**Your goal:**
Scan the material for the word "status", and copy each line where it shows up.

**Record set:**
===============

//! Job lifecycle orchestration.
//!
//! Every mutation goes through the same pipeline:
//!
//! ```text
//! Principal + JobCommand
//!   ↓
//! 1. Load current record
//!   ↓
//! 2. Authorize (role + ownership, no status checks)
//!   ↓
//! 3. Handle (state machine decides exactly one event)
//!   ↓
//! 4. Commit with ExpectedVersion::Exact (compare-and-swap)
//!   ↓
//! 5. Publish EventEnvelope<DomainEvent> to the bus
//! ```
//!
//! A lost compare-and-swap reloads and re-runs steps 2-4, so a writer that
//! raced a competing accept ends up seeing the new state and failing with a
//! conflict rather than overwriting it.

use chrono::Utc;
use tracing::{debug, info, warn};
use uuid::Uuid;

use haulnet_auth::{JobParties, Operation, Principal, authorize};
use haulnet_core::{Aggregate, AggregateRoot, DomainError, DomainResult, ExpectedVersion, JobId};
use haulnet_events::{Event, EventBus, EventEnvelope};
use haulnet_jobs::{DomainEvent, Job, JobCommand, JobDetails, JobEvent, JobFilter, JobQuery};

use crate::config::InfraConfig;
use crate::job_store::{JobStore, JobStoreError};

pub const JOB_AGGREGATE_TYPE: &str = "freight.job";

/// Reported when every commit attempt lost a race.
const CONTENDED: &str = "job is being updated by someone else, try again";

/// The policy check that guards each command.
fn operation_for<'a>(command: &JobCommand, parties: &'a JobParties) -> Operation<'a> {
    match command {
        JobCommand::Accept { .. } => Operation::AcceptJob,
        JobCommand::Reject { .. } => Operation::RejectJob(parties),
        JobCommand::Start { .. } => Operation::StartJob(parties),
        JobCommand::Complete { .. } => Operation::CompleteJob(parties),
        JobCommand::Cancel { .. } => Operation::CancelJob(parties),
        JobCommand::Rate { .. } => Operation::RateJob(parties),
    }
}

/// Owns the job records and is the only writer to them.
#[derive(Debug)]
pub struct JobRegistry<S, B> {
    store: S,
    bus: B,
    config: InfraConfig,
}

impl<S, B> JobRegistry<S, B> {
    pub fn new(store: S, bus: B) -> Self {
        Self::with_config(store, bus, InfraConfig::default())
    }

    pub fn with_config(store: S, bus: B, config: InfraConfig) -> Self {
        Self { store, bus, config }
    }

    pub fn store(&self) -> &S {
        &self.store
    }

    pub fn bus(&self) -> &B {
        &self.bus
    }
}

impl<S, B> JobRegistry<S, B>
where
    S: JobStore,
    B: EventBus<EventEnvelope<DomainEvent>>,
{
    pub fn create_job(&self, principal: &Principal, details: JobDetails) -> DomainResult<Job> {
        authorize(principal, Operation::CreateJob)?;

        let (job, created) = Job::open(JobId::new(), principal.actor_id(), details, Utc::now())?;
        self.store.insert(job.clone())?;

        info!(job_id = %job.job_id(), shipper_id = %job.shipper_id(), "job created");
        self.publish(created, &job);
        Ok(job)
    }

    pub fn accept_job(&self, principal: &Principal, job_id: JobId) -> DomainResult<Job> {
        let command = JobCommand::Accept {
            driver_id: principal.actor_id(),
            occurred_at: Utc::now(),
        };
        self.execute(principal, job_id, command)
    }

    pub fn reject_job(&self, principal: &Principal, job_id: JobId) -> DomainResult<Job> {
        let command = JobCommand::Reject {
            driver_id: principal.actor_id(),
            occurred_at: Utc::now(),
        };
        self.execute(principal, job_id, command)
    }

    pub fn start_job(&self, principal: &Principal, job_id: JobId) -> DomainResult<Job> {
        let command = JobCommand::Start {
            driver_id: principal.actor_id(),
            occurred_at: Utc::now(),
        };
        self.execute(principal, job_id, command)
    }

    pub fn complete_job(&self, principal: &Principal, job_id: JobId) -> DomainResult<Job> {
        let command = JobCommand::Complete {
            driver_id: principal.actor_id(),
            occurred_at: Utc::now(),
        };
        self.execute(principal, job_id, command)
    }

    pub fn cancel_job(&self, principal: &Principal, job_id: JobId) -> DomainResult<Job> {
        let command = JobCommand::Cancel {
            shipper_id: principal.actor_id(),
            occurred_at: Utc::now(),
        };
        self.execute(principal, job_id, command)
    }

    pub fn rate_job(&self, principal: &Principal, job_id: JobId, score: i32) -> DomainResult<Job> {
        let command = JobCommand::Rate {
            shipper_id: principal.actor_id(),
            score,
            occurred_at: Utc::now(),
        };
        self.execute(principal, job_id, command)
    }

    /// Newest first. Drivers must pass a filter; shippers get their own jobs.
    pub fn list_jobs(&self, principal: &Principal, filter: Option<JobFilter>) -> DomainResult<Vec<Job>> {
        authorize(principal, Operation::ListJobs)?;
        let query = JobQuery::for_principal(principal, filter)?;
        Ok(self.store.scan(&|job| query.matches(job))?)
    }

    /// Jobs the caller may not see are reported as missing.
    pub fn get_job(&self, principal: &Principal, job_id: JobId) -> DomainResult<Job> {
        let not_found = || DomainError::not_found(format!("job {job_id}"));
        let job = self.store.load(job_id)?.ok_or_else(not_found)?;
        authorize(principal, Operation::ViewJob(&job.parties())).map_err(|_| not_found())?;
        Ok(job)
    }

    fn execute(
        &self,
        principal: &Principal,
        job_id: JobId,
        command: JobCommand,
    ) -> DomainResult<Job> {
        let limit = self.config.accept_retry_limit.max(1);
        let mut attempt = 0usize;

        loop {
            attempt += 1;

            let mut job = self
                .store
                .load(job_id)?
                .ok_or_else(|| DomainError::not_found(format!("job {job_id}")))?;

            let parties = job.parties();
            authorize(principal, operation_for(&command, &parties))?;

            let expected = ExpectedVersion::Exact(job.version());
            let events = match job.handle(&command) {
                Ok(events) => events,
                Err(err) => {
                    if attempt > 1 {
                        info!(
                            job_id = %job_id,
                            actor_id = %principal.actor_id(),
                            error = %err,
                            "lost race for job"
                        );
                    }
                    return Err(err);
                }
            };
            for event in &events {
                job.apply(event);
            }

            match self.store.commit(job.clone(), expected) {
                Ok(()) => {
                    for event in events {
                        info!(
                            job_id = %job_id,
                            actor_id = %principal.actor_id(),
                            event = event.event_type(),
                            status = %job.status(),
                            "job updated"
                        );
                        self.publish(event, &job);
                    }
                    return Ok(job);
                }
                Err(JobStoreError::Concurrency(msg)) if attempt < limit => {
                    debug!(job_id = %job_id, attempt, reason = %msg, "commit raced, reloading");
                }
                Err(JobStoreError::Concurrency(msg)) => {
                    warn!(job_id = %job_id, attempts = attempt, reason = %msg, "gave up after repeated commit races");
                    return Err(DomainError::conflict(CONTENDED));
                }
                Err(err) => return Err(err.into()),
            }
        }
    }

    fn publish(&self, event: JobEvent, job: &Job) {
        let event_type = event.event_type();
        let envelope = EventEnvelope::new(
            Uuid::now_v7(),
            *job.id().as_uuid(),
            JOB_AGGREGATE_TYPE,
            job.version(),
            DomainEvent::job(event, job.clone()),
        );

        if let Err(err) = self.bus.publish(envelope) {
            warn!(job_id = %job.job_id(), event = event_type, error = ?err, "event publication failed");
        }
    }
}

===============

**Result for this task:**
//! 2. Authorize (role + ownership, no status checks)
                            status = %job.status(),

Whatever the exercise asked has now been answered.